In 1997, the system was overhauled, and lent an air of uniformity. The End of Sentence Review Committee, made up of members from corrections, juvenile rehabilitation, the parole board, and law enforcement, studies each sex offender coming out of prison. It evaluates each offender using tools modeled after the insurance industry’s. In addition to the crime itself, this method incorporates factors such as how long ago it happened, how many other victims the offender had violated, whether he knew them, whether he had since been accused or convicted of further crimes, whether he had since been in a stable relationship, and whether he had a job. After careful evaluation, the committee sets a level for the offender—1, 2, or 3—based on his risk of reoffending—and forwards it with the offender’s file to local authorities. Information in hand, the locals do as they see fit.

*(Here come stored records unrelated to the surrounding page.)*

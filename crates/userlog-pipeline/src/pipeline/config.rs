use clap::Parser;
use core::time::Duration;
use std::path::PathBuf;
use userlog_core::{
    ActionCatalog, DEFAULT_ACTIONS, DEFAULT_EMAIL_DOMAIN, Error, LOG_ENTRY_LIMIT, Result,
};

/// Runtime configuration for the `userlog-pipeline` binary.
///
/// These settings control how much work a run performs, how wide each worker
/// pool is, how much the queues between stages may buffer, and what content is
/// synthesized. All values are parsed from CLI arguments or environment
/// variables (a `.env` file is honored), with defaults that reproduce a run of
/// 100 users over 100 workers per stage.
#[derive(Parser, Debug, Clone)]
#[command(
    name = "userlog-pipeline",
    version,
    about = "Synthesizes user activity logs and writes one report per user"
)]
pub struct CliArgs {
    /// Total number of users (jobs) to synthesize and persist.
    ///
    /// Job ids are dense over `0..NUM_JOBS`; each produces `uid<id>.txt`.
    ///
    /// Environment variable: `NUM_JOBS`
    #[arg(long, env = "NUM_JOBS", default_value_t = 100)]
    pub num_jobs: u64,

    /// Number of workers in each pool.
    ///
    /// The generation and persistence pools are the same size and fixed for
    /// the whole run.
    ///
    /// Environment variable: `NUM_WORKERS`
    #[arg(long, env = "NUM_WORKERS", default_value_t = 100)]
    pub num_workers: usize,

    /// Capacity of each bounded queue between pipeline stages.
    ///
    /// Lower values tighten backpressure between the job source, the
    /// generation pool and the persistence pool; higher values let producers
    /// run further ahead.
    ///
    /// Environment variable: `QUEUE_CAPACITY`
    #[arg(long, env = "QUEUE_CAPACITY", default_value_t = 100)]
    pub queue_capacity: usize,

    /// Directory receiving one report per user. Cleared before each run.
    ///
    /// Environment variable: `OUTPUT_DIR`
    #[arg(long, env = "OUTPUT_DIR", default_value = "users")]
    pub output_dir: PathBuf,

    /// Simulated processing latency per generated user, in milliseconds.
    ///
    /// Environment variable: `GENERATION_DELAY_MS`
    #[arg(long, env = "GENERATION_DELAY_MS", default_value_t = 100)]
    pub generation_delay_ms: u64,

    /// Simulated latency per written report, in milliseconds.
    ///
    /// Environment variable: `WRITE_DELAY_MS`
    #[arg(long, env = "WRITE_DELAY_MS", default_value_t = 1000)]
    pub write_delay_ms: u64,

    /// Upper bound (inclusive) on log entries per user.
    ///
    /// Each user's log length is drawn uniformly from `0..=MAX_LOG_ENTRIES`.
    /// Values above 100000 are rejected.
    ///
    /// Environment variable: `MAX_LOG_ENTRIES`
    #[arg(long, env = "MAX_LOG_ENTRIES", default_value_t = 999)]
    pub max_log_entries: usize,

    /// Domain used to derive `user<id>@<domain>` emails.
    ///
    /// Environment variable: `EMAIL_DOMAIN`
    #[arg(long, env = "EMAIL_DOMAIN", default_value = DEFAULT_EMAIL_DOMAIN)]
    pub email_domain: String,

    /// Comma separated list of actions a log entry may record.
    ///
    /// Environment variable: `ACTIONS`
    #[arg(
        long,
        env = "ACTIONS",
        value_delimiter = ',',
        default_values_t = DEFAULT_ACTIONS.map(String::from)
    )]
    pub actions: Vec<String>,

    /// Base seed for the per-worker random generators.
    ///
    /// When unset, every worker is seeded from the operating system.
    ///
    /// Environment variable: `SEED`
    #[arg(long, env = "SEED")]
    pub seed: Option<u64>,
}

#[derive(Debug, Clone)]
pub struct PipelineConfig {
    pub num_jobs: u64,
    pub num_workers: usize,
    pub queue_capacity: usize,
    pub output_dir: PathBuf,
    pub generation_delay: Duration,
    pub write_delay: Duration,
    pub max_log_entries: usize,
    pub email_domain: String,
    pub catalog: ActionCatalog,
    pub seed: Option<u64>,
}

impl PipelineConfig {
    /// Checks every bound a run relies on.
    ///
    /// # Errors
    ///
    /// Returns [`Error::InvalidConfig`] naming the offending setting.
    pub fn validate(&self) -> Result<()> {
        let invalid = |reason: String| Err(Error::InvalidConfig { reason });

        if self.num_workers == 0 {
            return invalid("NUM_WORKERS must be greater than 0".to_string());
        }

        if self.queue_capacity == 0 {
            return invalid("QUEUE_CAPACITY must be greater than 0".to_string());
        }

        if self.max_log_entries > LOG_ENTRY_LIMIT {
            return invalid(format!(
                "MAX_LOG_ENTRIES must be at most {LOG_ENTRY_LIMIT}, got {}",
                self.max_log_entries
            ));
        }

        if self.email_domain.trim().is_empty() {
            return invalid("EMAIL_DOMAIN must not be empty".to_string());
        }

        Ok(())
    }
}

impl TryFrom<CliArgs> for PipelineConfig {
    type Error = anyhow::Error;

    fn try_from(args: CliArgs) -> core::result::Result<Self, Self::Error> {
        let catalog = ActionCatalog::new(args.actions.iter().map(|a| a.trim().to_string()))?;

        let config = Self {
            num_jobs: args.num_jobs,
            num_workers: args.num_workers,
            queue_capacity: args.queue_capacity,
            output_dir: args.output_dir,
            generation_delay: Duration::from_millis(args.generation_delay_ms),
            write_delay: Duration::from_millis(args.write_delay_ms),
            max_log_entries: args.max_log_entries,
            email_domain: args.email_domain,
            catalog,
            seed: args.seed,
        };
        config.validate()?;
        Ok(config)
    }
}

The system is still in use today.

 

It was three in the morning on July 7, 2004, and as “Daniel” tells it, he was going for a walk in the South Mercer Playfields after visiting his friend’s nearby home. A self-described night owl, Daniel came upon a bathroom and went inside to pee. As he was washing his hands, a female police officer appeared at the door.

Did he have anything to do with the paintball paint splattered on the side of the building? she asked. Daniel insisted that he didn’t. The officer took his ID and ran his name, discovering that he’d been a registered level 2 sex offender for a decade.

“Then you start getting the real bad treatment,” Daniel says.

The officer asked him about his necklace, which has a replica King County Sheriff’s badge on it roughly the size of a dime. It was a gift from a friend, he told her.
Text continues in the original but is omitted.